Case Reports in Hematology

Case Reports in Hematology / 2019 / Article

Case Report | Open Access

Volume 2019 |Article ID 5674193 | 5 pages |

An Unusual Cause of Bleeding in a Patient with Chronic Myeloid Leukemia Chronic Phase

Academic Editor: Masayuki Nagasawa
Received01 Apr 2019
Revised19 Jul 2019
Accepted09 Aug 2019
Published09 Sep 2019


Chronic myelogenous leukemia (CML) is a clonal myeloproliferative neoplasm (MPN) characterized by dysregulated and uncontrolled proliferation of mature and maturing granulocytes with normal differentiation. A genetic hallmark of CML is the presence of the fusion gene product BCR-ABL. Bleeding diathesis in CML patients is rare (<10%) and primarily caused by acquired platelet dysfunction. We report a rare case of an adult CML chronic phase patient who presented with spontaneous muscle hematoma due to acquired Glanzmann’s thrombasthenia (GT). On laboratory workup, a GT was confirmed along with the diagnosis of CML in chronic phase. The muscle hematoma was completely resolved following imatinib therapy. The present case demonstrates that bleeding is a complication of MPNs and highlights the importance of both acquired GT diagnosis to determine the cause of bleeding in CML and of prompt treatment with imatinib to reverse this condition.

1. Introduction

Chronic myeloid leukemia (CML) is a clonal hematopoietic stem cell disorder driven by the BCR-ABL1 chimeric gene product and resulting from a reciprocal balanced translocation between the long arms of chromosomes 9 and 22, t(9;22), cytogenetically detected as the Philadelphia chromosome (Ph). Hemorrhagic manifestations are not uncommon in CML patients. Platelet dysfunction appears to be the primary cause of bleeding in patients with CML. Hemorrhagic manifestations typically resolve with treatment, suggesting that the platelet dysfunction is related to disease activity [1]. Acquired Glanzmann’s thrombasthenia (GT) is a rare bleeding disorder characterized by abrupt onset of moderate-to-severe bleeding tendency and prolonged bleeding time but with normal platelet count and normal or reduced platelet glycoprotein (GP) expression. Acquired GT is an uncommon event in association with CML, and it may be caused by the formation of autoantibodies against the GPIIb/IIIa complex [2]. Nurden has reported that platelet glycoprotein dysfunction and signaling defects may occur in myeloproliferative neoplasms (MPNs), including CML [3].

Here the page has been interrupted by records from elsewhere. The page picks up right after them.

//! Option persistence used for language options and the translation config.
//!
//! The host supplies an [`OptionStore`]; every access is a single-key read
//! or write with last-writer-wins semantics.

use crate::error::{Result, RouterError};
use serde_json::{Map, Value};
use std::collections::HashMap;
use std::path::{Path, PathBuf};
use std::sync::{Arc, Mutex, RwLock};
use tracing::debug;

/// Option key holding the per-locale language options.
pub const LANGUAGES_OPTION: &str = "wpm_languages";

/// Option key holding the raw entity translation config.
pub const CONFIG_OPTION: &str = "wpm_config";

/// Option key holding the site default locale.
pub const DEFAULT_LOCALE_OPTION: &str = "WPLANG";

/// Key/value persistence for option records.
pub trait OptionStore: Send + Sync {
    /// Read an option. `Ok(None)` means the key was never written.
    fn get_option(&self, key: &str) -> Result<Option<Value>>;

    /// Write an option, replacing any previous value.
    fn set_option(&self, key: &str, value: Value) -> Result<()>;
}

impl<T: OptionStore + ?Sized> OptionStore for Arc<T> {
    fn get_option(&self, key: &str) -> Result<Option<Value>> {
        (**self).get_option(key)
    }

    fn set_option(&self, key: &str, value: Value) -> Result<()> {
        (**self).set_option(key, value)
    }
}

/// In-process store, mostly for tests and embedding.
#[derive(Debug, Default)]
pub struct MemoryStore {
    options: RwLock<HashMap<String, Value>>,
}

impl MemoryStore {
    pub fn new() -> Self {
        Self::default()
    }

    /// Create a store pre-populated with the given options.
    pub fn with_options<I, K>(options: I) -> Self
    where
        I: IntoIterator<Item = (K, Value)>,
        K: Into<String>,
    {
        Self {
            options: RwLock::new(options.into_iter().map(|(k, v)| (k.into(), v)).collect()),
        }
    }
}

impl OptionStore for MemoryStore {
    fn get_option(&self, key: &str) -> Result<Option<Value>> {
        let options = self.options.read().map_err(|_| RouterError::Poisoned)?;
        Ok(options.get(key).cloned())
    }

    fn set_option(&self, key: &str, value: Value) -> Result<()> {
        let mut options = self.options.write().map_err(|_| RouterError::Poisoned)?;
        options.insert(key.to_string(), value);
        Ok(())
    }
}

/// Options persisted as a single JSON object on disk.
///
/// The whole file is rewritten on every `set_option`.
#[derive(Clone)]
pub struct JsonFileStore {
    path: PathBuf,
    options: Arc<Mutex<Map<String, Value>>>,
}

impl JsonFileStore {
    /// Open the store, creating an empty one if the file does not exist yet.
    pub fn open(path: impl AsRef<Path>) -> Result<Self> {
        let path = path.as_ref().to_path_buf();

        let options = match std::fs::read_to_string(&path) {
            Ok(contents) if contents.trim().is_empty() => Map::new(),
            Ok(contents) => match serde_json::from_str::<Value>(&contents)? {
                Value::Object(map) => map,
                other => {
                    return Err(RouterError::MalformedOption {
                        key: path.display().to_string(),
                        reason: format!("expected a JSON object, found {}", type_name(&other)),
                    })
                }
            },
            Err(e) if e.kind() == std::io::ErrorKind::NotFound => {
                debug!("Option file {} not found, starting empty", path.display());
                Map::new()
            }
            Err(source) => {
                return Err(RouterError::Io {
                    path: path.display().to_string(),
                    source,
                })
            }
        };

        Ok(Self {
            path,
            options: Arc::new(Mutex::new(options)),
        })
    }

    pub fn path(&self) -> &Path {
        &self.path
    }

    fn flush(&self, options: &Map<String, Value>) -> Result<()> {
        let contents = serde_json::to_string_pretty(options)?;
        std::fs::write(&self.path, contents).map_err(|source| RouterError::Io {
            path: self.path.display().to_string(),
            source,
        })
    }
}

impl OptionStore for JsonFileStore {
    fn get_option(&self, key: &str) -> Result<Option<Value>> {
        let options = self.options.lock().map_err(|_| RouterError::Poisoned)?;
        Ok(options.get(key).cloned())
    }

    fn set_option(&self, key: &str, value: Value) -> Result<()> {
        let mut options = self.options.lock().map_err(|_| RouterError::Poisoned)?;
        options.insert(key.to_string(), value);
        self.flush(&options)
    }
}

fn type_name(value: &Value) -> &'static str {
    match value {
        Value::Null => "null",
        Value::Bool(_) => "a boolean",
        Value::Number(_) => "a number",
        Value::String(_) => "a string",
        Value::Array(_) => "an array",
        Value::Object(_) => "an object",
    }
}

#[cfg(test)]
mod tests {
    use super::*;
    use serde_json::json;
    use tempfile::TempDir;

    // ==================== Helper Functions ====================

    fn create_test_store() -> (JsonFileStore, TempDir) {
        let temp_dir = TempDir::new().expect("Failed to create temp dir");
        let path = temp_dir.path().join("options.json");
        let store = JsonFileStore::open(&path).expect("Failed to open store");
        (store, temp_dir)
    }

    // ==================== MemoryStore Tests ====================

    #[test]
    fn test_memory_store_missing_key() {
        let store = MemoryStore::new();
        assert!(store.get_option("nope").unwrap().is_none());
    }

    #[test]
    fn test_memory_store_set_then_get() {
        let store = MemoryStore::new();
        store.set_option(DEFAULT_LOCALE_OPTION, json!("fr_FR")).unwrap();
        assert_eq!(
            store.get_option(DEFAULT_LOCALE_OPTION).unwrap(),
            Some(json!("fr_FR"))
        );
    }

    #[test]
    fn test_memory_store_last_writer_wins() {
        let store = MemoryStore::with_options([("k", json!(1))]);
        store.set_option("k", json!(2)).unwrap();
        assert_eq!(store.get_option("k").unwrap(), Some(json!(2)));
    }

    // ==================== JsonFileStore Tests ====================

    #[test]
    fn test_file_store_starts_empty() {
        let (store, _temp_dir) = create_test_store();
        assert!(store.get_option(LANGUAGES_OPTION).unwrap().is_none());
        assert!(!store.path().exists(), "Nothing written until first set");
    }

    #[test]
    fn test_file_store_persists_across_reopen() {
        let temp_dir = TempDir::new().expect("Failed to create temp dir");
        let path = temp_dir.path().join("options.json");

        {
            let store = JsonFileStore::open(&path).expect("open");
            store
                .set_option(LANGUAGES_OPTION, json!({"en_US": {"slug": "en"}}))
                .expect("set");
        }

        let store = JsonFileStore::open(&path).expect("reopen");
        assert_eq!(
            store.get_option(LANGUAGES_OPTION).unwrap(),
            Some(json!({"en_US": {"slug": "en"}}))
        );
    }

    #[test]
    fn test_file_store_rejects_non_object() {
        let temp_dir = TempDir::new().expect("Failed to create temp dir");
        let path = temp_dir.path().join("options.json");
        std::fs::write(&path, "[1, 2, 3]").unwrap();

        let result = JsonFileStore::open(&path);
        assert!(matches!(result, Err(RouterError::MalformedOption { .. })));
    }

    #[test]
    fn test_file_store_rejects_invalid_json() {
        let temp_dir = TempDir::new().expect("Failed to create temp dir");
        let path = temp_dir.path().join("options.json");
        std::fs::write(&path, "{not json").unwrap();

        assert!(matches!(JsonFileStore::open(&path), Err(RouterError::Json(_))));
    }

    #[test]
    fn test_file_store_invalid_directory() {
        let store = JsonFileStore::open("/non/existent/dir/options.json").expect("open is lazy");
        let result = store.set_option("k", json!(1));
        assert!(matches!(result, Err(RouterError::Io { .. })));
    }
}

We report a rare case of adult CML chronic phase in a patient who presented with spontaneous muscle hematoma due to acquired GT; however, due to constraints, glycoprotein expression was not measured. The present case demonstrates that bleeding is a complication of MPNs and emphasizes the importance of acquired GT diagnosis to identify the cause of bleeding in CML; furthermore, prompt treatment with imatinib can achieve a reversal of this condition.

2. Case Presentation

A 45-year-old married female patient presented with swelling in the right thigh and low-grade intermittent fever for the past month with no history of trauma. The patient had a history of two small hematomas in the right and left thigh region in the preceding 3 months that had resolved spontaneously. There was no family history of bleeding disorder, and she was not taking any prior medication. On examination, she had normal vital status with mild pallor, mild hepatomegaly, and moderate splenomegaly. Ultrasonography of the abdomen showed hepatomegaly with a liver span of 16.1 cm and massive splenomegaly of 14 cm below the left costal margin, while ultrasonography of the right thigh showed extensive hematoma on the anterolateral aspect limited in the upper-mid region of both intramuscular and fascial planes.

Complete hemogram with peripheral blood smear showed Hb 8.5 gm/dl, hematocrit 20.0%, MCV 82.3 fl, MCH 35.0 pg, MCHC 42.5 gm/dl, platelet count 303 × 103/μl, and a very high leukocyte count of 193 × 109/l with neutrophil 41%, lymphocyte 1%, basophil 2%, myelocyte 37%, metamyelocyte 14%, blast cell 5%, 4 nRBC/100 WBC, and reticulocyte count 4.9%. Bone marrow aspiration (BMA) revealed hypercellular marrow spaces with increased granulocytic precursors, basophils, and eosinophils. Chromosomal analysis of the BMA specimen showed 46 XX t(9; 22) (q34;q11.2) in 100% of the 20 metaphase cells examined. Reverse transcription real-time multiplex PCR was positive for the BCR-ABL1 fusion transcript p210. Based on the peripheral blood film, BMA findings, and molecular studies, a diagnosis of CML chronic phase was established.

Considering a bleeding diathesis in a CML patient, we then attempted to identify the etiology. The screening coagulation tests included bleeding time (BT) 14 min; prothrombin time (PT) 13 sec; activated partial thromboplastin time (aPTT) 29 sec, and fibrinogen level 260 mg/dl. She had normal PT, aPTT, and fibrinogen levels. The clot was insoluble at 37°C in 24 hr incubation, but her bleeding time was prolonged. A von Willebrand factor (vWF) assay was performed and showed a value >120%. Platelet function testing revealed no platelet aggregation with ADP (10 μM), epinephrine (50 μM), collagen (2 μg/mL), arachidonic acid (0.5 mM), and normal ristocetin aggregation (1.25 mg/mL and 0.5 mg/mL; Figure 1). The pattern of platelet aggregation response was suggestive of an acquired GT, such as a defect in a case of CML chronic phase. However, an ELISA (AssayMax™ Human GPIIb/IIIa ELISA Kit, Assaypro, St. Charles, MO) for anti-GPIIb/IIIa antibody titer was negative.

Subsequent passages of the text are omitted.